FOLLOWING decontrol, the public will become more aware of the economic consequences of Congressional energy policies. In addition to producing limited increases in conservation and domestic oil production, decontrol should have the additional effect of further alerting the public to the gravity of the present energy situation. Longterm solutions to the energy problem can only come when voters see the crisis in energy; higher oil prices are, sad to say, apparently necessary.

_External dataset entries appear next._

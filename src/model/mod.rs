pub mod feature_row;
pub mod price_series;
pub mod recommendation;
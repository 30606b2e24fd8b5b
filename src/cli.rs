use std::fs::File;
use std::io::{BufReader, Write};
use std::path::Path;
use std::sync::Arc;

use anyhow::{anyhow, bail, Context, Result};

use crate::artifacts::{ArtifactDir, ClusterSnapshot};
use crate::config::Config;
use crate::features::{extract_universe, ExtractionMode};
use crate::input::{read_assignments_csv, read_price_csv};
use crate::model::price_series::PriceSeriesStore;
use crate::model::recommendation::RiskLabel;
use crate::output::{recommendations_json, write_feature_table_csv, write_recommendations_csv};
use crate::pipeline::{recommend, recommend_concurrent, train, train_concurrent, RunOutput};
use crate::risk::{centroids_from_members, label_from_score};

pub async fn run_cli(args: &[String], config: &Config) -> Result<()> {
    let Some(command) = args.first() else {
        print_usage();
        bail!("missing subcommand");
    };
    match command.as_str() {
        "train" => {
            let prices = required(args, 1, "train", "<prices.csv>")?;
            run_train(config, prices, args.get(2).map(String::as_str)).await
        }
        "recommend" => {
            let prices = required(args, 1, "recommend", "<prices.csv>")?;
            let opts = RecommendOptions::parse(&args[2..])?;
            run_recommend(config, prices, &opts).await
        }
        "features" => {
            let prices = required(args, 1, "features", "<prices.csv>")?;
            let mode = match args.get(2).map(String::as_str) {
                None | Some("--latest") => ExtractionMode::Latest,
                Some("--history") => ExtractionMode::History,
                Some(other) => bail!("unknown features flag `{}`", other),
            };
            run_features(config, prices, mode)
        }
        "bucket-for-score" => {
            let raw = required(args, 1, "bucket-for-score", "<1..10>")?;
            let score: i32 = raw
                .trim()
                .parse()
                .with_context(|| format!("invalid score `{}`", raw))?;
            if !(1..=10).contains(&score) {
                bail!("score must be between 1 and 10, got {}", score);
            }
            println!("{}", label_from_score(score));
            Ok(())
        }
        "help" | "--help" | "-h" => {
            print_usage();
            Ok(())
        }
        other => bail!(
            "unknown subcommand `{}`. expected one of: train|recommend|features|bucket-for-score",
            other
        ),
    }
}

fn required<'a>(args: &'a [String], idx: usize, command: &str, what: &str) -> Result<&'a str> {
    args.get(idx)
        .map(String::as_str)
        .ok_or_else(|| anyhow!("`{}` requires a {} argument", command, what))
}

#[derive(Debug, Default, PartialEq)]
struct RecommendOptions {
    bucket: Option<RiskLabel>,
    json: bool,
}

impl RecommendOptions {
    fn parse(flags: &[String]) -> Result<Self> {
        let mut opts = Self::default();
        let mut iter = flags.iter();
        while let Some(flag) = iter.next() {
            match flag.as_str() {
                "--json" => opts.json = true,
                "--bucket" => {
                    let raw = iter
                        .next()
                        .ok_or_else(|| anyhow!("`--bucket` requires Low|Medium|High"))?;
                    opts.bucket = Some(raw.parse().map_err(|e: String| anyhow!(e))?);
                }
                other => bail!("unknown recommend flag `{}`", other),
            }
        }
        Ok(opts)
    }
}

fn load_store(config: &Config, path: &str) -> Result<PriceSeriesStore> {
    let file = File::open(Path::new(path)).with_context(|| format!("failed to open {}", path))?;
    read_price_csv(BufReader::new(file), &config.pipeline.benchmark)
        .with_context(|| format!("failed to load prices from {}", path))
}

async fn run_train(config: &Config, prices: &str, assignments: Option<&str>) -> Result<()> {
    let store = load_store(config, prices)?;
    let windows = config.pipeline.window_params();
    let dir = ArtifactDir::new(&config.artifacts.dir);

    if let Some(path) = assignments {
        let file = File::open(path).with_context(|| format!("failed to open {}", path))?;
        let assignments = read_assignments_csv(BufReader::new(file))?;
        let latest = extract_universe(&store, &windows, ExtractionMode::Latest)?;
        let centroids = centroids_from_members(&latest.table.latest_rows(), &assignments);
        dir.save_clusters(&ClusterSnapshot {
            centroids,
            assignments,
        })?;
    }

    let (model, report) = if config.pipeline.concurrent_extraction {
        train_concurrent(Arc::new(store), windows).await?
    } else {
        train(&store, &windows)?
    };
    dir.save_model(&model)?;

    println!("{}", serde_json::to_string_pretty(&report)?);
    Ok(())
}

async fn run_recommend(config: &Config, prices: &str, opts: &RecommendOptions) -> Result<()> {
    let store = load_store(config, prices)?;
    let ctx = ArtifactDir::new(&config.artifacts.dir).load_context()?;
    let params = config.pipeline.run_params();

    let output: RunOutput = if params.concurrent {
        recommend_concurrent(Arc::new(store), &ctx, &params).await?
    } else {
        recommend(&store, &ctx, &params)?
    };

    let picks: Vec<_> = match opts.bucket {
        Some(label) => output.for_bucket(label).into_iter().cloned().collect(),
        None => output.recommendations.clone(),
    };
    let stdout = std::io::stdout();
    let mut handle = stdout.lock();
    if opts.json {
        writeln!(handle, "{}", recommendations_json(&picks)?)?;
    } else {
        write_recommendations_csv(&mut handle, &picks)?;
    }
    Ok(())
}

fn run_features(config: &Config, prices: &str, mode: ExtractionMode) -> Result<()> {
    let store = load_store(config, prices)?;
    let windows = config.pipeline.window_params();
    let extraction = extract_universe(&store, &windows, mode)?;
    let stdout = std::io::stdout();
    write_feature_table_csv(stdout.lock(), &extraction.table)?;
    Ok(())
}

fn print_usage() {
    eprintln!("usage:");
    eprintln!("  risk-picks train <prices.csv> [assignments.csv]");
    eprintln!("  risk-picks recommend <prices.csv> [--bucket Low|Medium|High] [--json]");
    eprintln!("  risk-picks features <prices.csv> [--latest|--history]");
    eprintln!("  risk-picks bucket-for-score <1..10>");
}

#[cfg(test)]
mod tests {
    use super::*;

    fn strings(v: &[&str]) -> Vec<String> {
        v.iter().map(|s| s.to_string()).collect()
    }

    #[test]
    fn recommend_flags_parse() {
        let opts = RecommendOptions::parse(&strings(&["--bucket", "medium", "--json"])).unwrap();
        assert_eq!(opts.bucket, Some(RiskLabel::Medium));
        assert!(opts.json);
        assert!(RecommendOptions::parse(&strings(&["--bucket"])).is_err());
        assert!(RecommendOptions::parse(&strings(&["--bucket", "extreme"])).is_err());
        assert!(RecommendOptions::parse(&strings(&["--csv"])).is_err());
    }
}
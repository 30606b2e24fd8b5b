//! End-to-end runs: history features -> fitted preprocessing + forecaster, and
//! latest features -> bucketed top-N picks.

use std::collections::BTreeMap;
use std::sync::Arc;

use serde::Serialize;

use crate::error::{PipelineError, Result};
use crate::features::{
    extract_universe, extract_universe_concurrent, ExtractionMode, SkippedInstrument,
    UniverseExtraction, WindowParams,
};
use crate::forecast::evaluate::evaluate_linear_holdout;
use crate::forecast::{Forecaster, HoldoutReport, LinearForecaster, Preprocessor, ReturnModel};
use crate::model::feature_row::{FeatureRow, FeatureTable, FeatureVector, FEATURE_COUNT};
use crate::model::price_series::PriceSeriesStore;
use crate::model::recommendation::{Recommendation, RiskLabel};
use crate::risk::BucketSource;
use crate::selection::{bucket_sizes, select_all_buckets, ScoredInstrument};

#[derive(Debug, Clone, Copy, PartialEq)]
pub struct RunParams {
    pub windows: WindowParams,
    pub top_n: usize,
    /// One blocking task per instrument during extraction.
    pub concurrent: bool,
}

impl Default for RunParams {
    fn default() -> Self {
        Self {
            windows: WindowParams::default(),
            top_n: 5,
            concurrent: false,
        }
    }
}

/// Fitted artifacts for one run, constructed once and read-only afterwards.
pub struct PipelineContext {
    preprocessor: Preprocessor,
    forecaster: Box<dyn Forecaster>,
    buckets: BucketSource,
}

impl std::fmt::Debug for PipelineContext {
    fn fmt(&self, f: &mut std::fmt::Formatter<'_>) -> std::fmt::Result {
        f.debug_struct("PipelineContext")
            .field("preprocessor", &self.preprocessor)
            .field("forecaster", &self.forecaster.name())
            .field("buckets", &self.buckets)
            .finish()
    }
}

impl PipelineContext {
    pub fn new(
        preprocessor: Preprocessor,
        forecaster: Box<dyn Forecaster>,
        buckets: BucketSource,
    ) -> Result<Self> {
        forecaster.validate()?;
        if forecaster.n_features() != FEATURE_COUNT {
            return Err(PipelineError::Artifact(format!(
                "forecaster `{}` takes {} features, pipeline produces {}",
                forecaster.name(),
                forecaster.n_features(),
                FEATURE_COUNT
            )));
        }
        if preprocessor.imputer.medians().len() != FEATURE_COUNT {
            return Err(PipelineError::Artifact(format!(
                "imputer was fit on {} features, pipeline produces {}",
                preprocessor.imputer.medians().len(),
                FEATURE_COUNT
            )));
        }
        Ok(Self {
            preprocessor,
            forecaster,
            buckets,
        })
    }

    pub fn preprocessor(&self) -> &Preprocessor {
        &self.preprocessor
    }

    pub fn forecaster(&self) -> &dyn Forecaster {
        self.forecaster.as_ref()
    }

    pub fn buckets(&self) -> &BucketSource {
        &self.buckets
    }

    /// Impute, scale and predict one row.
    pub fn predict_row(&self, row: &FeatureRow) -> Result<f64> {
        let scaled = self.preprocessor.transform(&row.feature_vector())?;
        self.forecaster.predict(&scaled)
    }
}

/// Output of a training pass, before any bucket source is attached.
#[derive(Debug, Clone, PartialEq)]
pub struct TrainedModel {
    pub preprocessor: Preprocessor,
    pub forecaster: LinearForecaster,
}

impl TrainedModel {
    pub fn into_context(self, buckets: BucketSource) -> Result<PipelineContext> {
        PipelineContext::new(
            self.preprocessor,
            Box::new(ReturnModel::Linear(self.forecaster)),
            buckets,
        )
    }
}

#[derive(Debug, Clone, PartialEq, Serialize)]
pub struct TrainingReport {
    pub instruments: usize,
    pub skipped_instruments: usize,
    pub feature_rows: usize,
    pub training_rows: usize,
    pub holdout: HoldoutReport,
}

/// Fit the imputer, scaler and linear forecaster on history rows.
pub fn train(store: &PriceSeriesStore, params: &WindowParams) -> Result<(TrainedModel, TrainingReport)> {
    params.validate()?;
    let extraction = extract_universe(store, params, ExtractionMode::History)?;
    train_on(extraction)
}

pub async fn train_concurrent(
    store: Arc<PriceSeriesStore>,
    params: WindowParams,
) -> Result<(TrainedModel, TrainingReport)> {
    params.validate()?;
    let extraction = extract_universe_concurrent(store, params, ExtractionMode::History).await?;
    train_on(extraction)
}

/// Fit on an already extracted history table.
pub fn train_on(extraction: UniverseExtraction) -> Result<(TrainedModel, TrainingReport)> {
    let table = &extraction.table;
    let rows = table.training_rows();
    if rows.is_empty() {
        return Err(PipelineError::EmptyDataset(format!(
            "none of {} feature rows has both a forward return and a beta",
            table.len()
        )));
    }

    let vectors: Vec<FeatureVector> = rows.iter().map(|r| r.feature_vector()).collect();
    let preprocessor = Preprocessor::fit(&vectors)?;
    let x = vectors
        .iter()
        .map(|v| preprocessor.transform(v))
        .collect::<Result<Vec<_>>>()?;
    let y: Vec<f64> = rows.iter().filter_map(|r| r.forward_return).collect();

    let holdout = evaluate_linear_holdout(&x, &y)?;
    let forecaster = LinearForecaster::fit(&x, &y)?;

    let report = TrainingReport {
        instruments: table.tickers().len(),
        skipped_instruments: extraction.skipped.len(),
        feature_rows: table.len(),
        training_rows: rows.len(),
        holdout,
    };
    tracing::info!(
        training_rows = report.training_rows,
        train_mse = report.holdout.train_mse,
        test_mse = ?report.holdout.test_mse,
        cv_mse = ?report.holdout.cv_mse,
        "Forecaster trained"
    );
    Ok((
        TrainedModel {
            preprocessor,
            forecaster,
        },
        report,
    ))
}

#[derive(Debug)]
pub struct RunOutput {
    /// Buckets Low, Medium, High; 1-based ranks within each.
    pub recommendations: Vec<Recommendation>,
    /// Every labelled instrument with its prediction, in ticker order.
    pub scored: Vec<ScoredInstrument>,
    pub features: FeatureTable,
    pub skipped: Vec<SkippedInstrument>,
}

impl RunOutput {
    pub fn for_bucket(&self, label: RiskLabel) -> Vec<&Recommendation> {
        self.recommendations
            .iter()
            .filter(|r| r.risk_label == label)
            .collect()
    }
}

/// Latest-snapshot features, bucket labels, predictions and top-N picks.
pub fn recommend(
    store: &PriceSeriesStore,
    ctx: &PipelineContext,
    params: &RunParams,
) -> Result<RunOutput> {
    params.windows.validate()?;
    let extraction = extract_universe(store, &params.windows, ExtractionMode::Latest)?;
    recommend_on(extraction, ctx, params.top_n)
}

pub async fn recommend_concurrent(
    store: Arc<PriceSeriesStore>,
    ctx: &PipelineContext,
    params: &RunParams,
) -> Result<RunOutput> {
    params.windows.validate()?;
    let extraction =
        extract_universe_concurrent(store, params.windows, ExtractionMode::Latest).await?;
    recommend_on(extraction, ctx, params.top_n)
}

/// Score an already extracted latest table.
pub fn recommend_on(
    extraction: UniverseExtraction,
    ctx: &PipelineContext,
    top_n: usize,
) -> Result<RunOutput> {
    let UniverseExtraction { table, skipped } = extraction;
    let latest = table.latest_rows();
    if latest.is_empty() {
        return Err(PipelineError::EmptyDataset(
            "no latest feature rows to score".to_string(),
        ));
    }

    let labels: BTreeMap<String, RiskLabel> = ctx.buckets.resolve(&latest)?;
    let mut scored = Vec::with_capacity(latest.len());
    for row in &latest {
        let Some(label) = labels.get(&row.ticker) else {
            tracing::warn!(ticker = %row.ticker, "No risk bucket for instrument, skipping");
            continue;
        };
        let predicted_return = ctx.predict_row(row)?;
        scored.push(ScoredInstrument::new(row.ticker.clone(), *label, predicted_return));
    }
    if scored.is_empty() {
        return Err(PipelineError::EmptyDataset(
            "no scored instrument has a risk bucket".to_string(),
        ));
    }

    let sizes = bucket_sizes(&scored);
    let size_of = |label: RiskLabel| sizes.get(&label).copied().unwrap_or(0);
    tracing::info!(
        low = size_of(RiskLabel::Low),
        medium = size_of(RiskLabel::Medium),
        high = size_of(RiskLabel::High),
        top_n,
        "Scored instruments per bucket"
    );
    let recommendations = select_all_buckets(&scored, top_n);
    tracing::info!(
        scored = scored.len(),
        recommendations = recommendations.len(),
        forecaster = ctx.forecaster.name(),
        "Recommendations ready"
    );
    Ok(RunOutput {
        recommendations,
        scored,
        features: table,
        skipped,
    })
}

Carter mistakenly sees decontrol as an end in itself, rather than as a starting point for a broader energy policy. Convinced of the merits of decontrol, Carter did not link decontrol and his windfall profits tax; this may cost consumers $32 billion over the next two years, while producing only limited energy savings. Under a comprehensive windfall profits tax, that money could go to relief for the poor, funding for new energy programs and--for those profits oil companies would be allowed to retain--investment in domestic oil production. Carter's proposed tax, however, is much too weak, providing insufficient funds for the poor and allowing the oil companies to retain too high a percentage of their windfall profits. And in any case, Carter's tax will surely become even less effective as it passes through the Finance Committee of oil millionaire Sen. Russell Long (D.-La.). Congress in 1975 decreed decontrol of domestic oil by 1981; if Carter had waited until 1981 for decontrol, the chances for a strong windfall profits tax would be nil. This year, Carter had the opportunity to engineer a trade--giving oil companies early-decontrol profits while passing a windfall profits tax that would over the next decade save consumers billions of dollars by recovering some of the excess profits. He has, for the most part, missed that opportunity. We now can only hope that most of his proposed tax plan will remain intact as it winds its way through Congress.

WHAT IS MOST disappointing about Carter's recent energy proposals, however, is their short-sightedness and timidity. The public's needs require a massive reorientation of national policy. Carter needs to propose--and to put pressure on Congress to enact--laws that would shift federal spending away from superhighways into mass transit, laws that would change utility rate structures, laws that would mandate conservation and finance home insulation, solar heating and other energy alternatives. Above all, Carter needs to regain the public's respect for, and willingness to follow a President's lead; with his energy proposals, however, Carter is fast squandering what credibility he has left.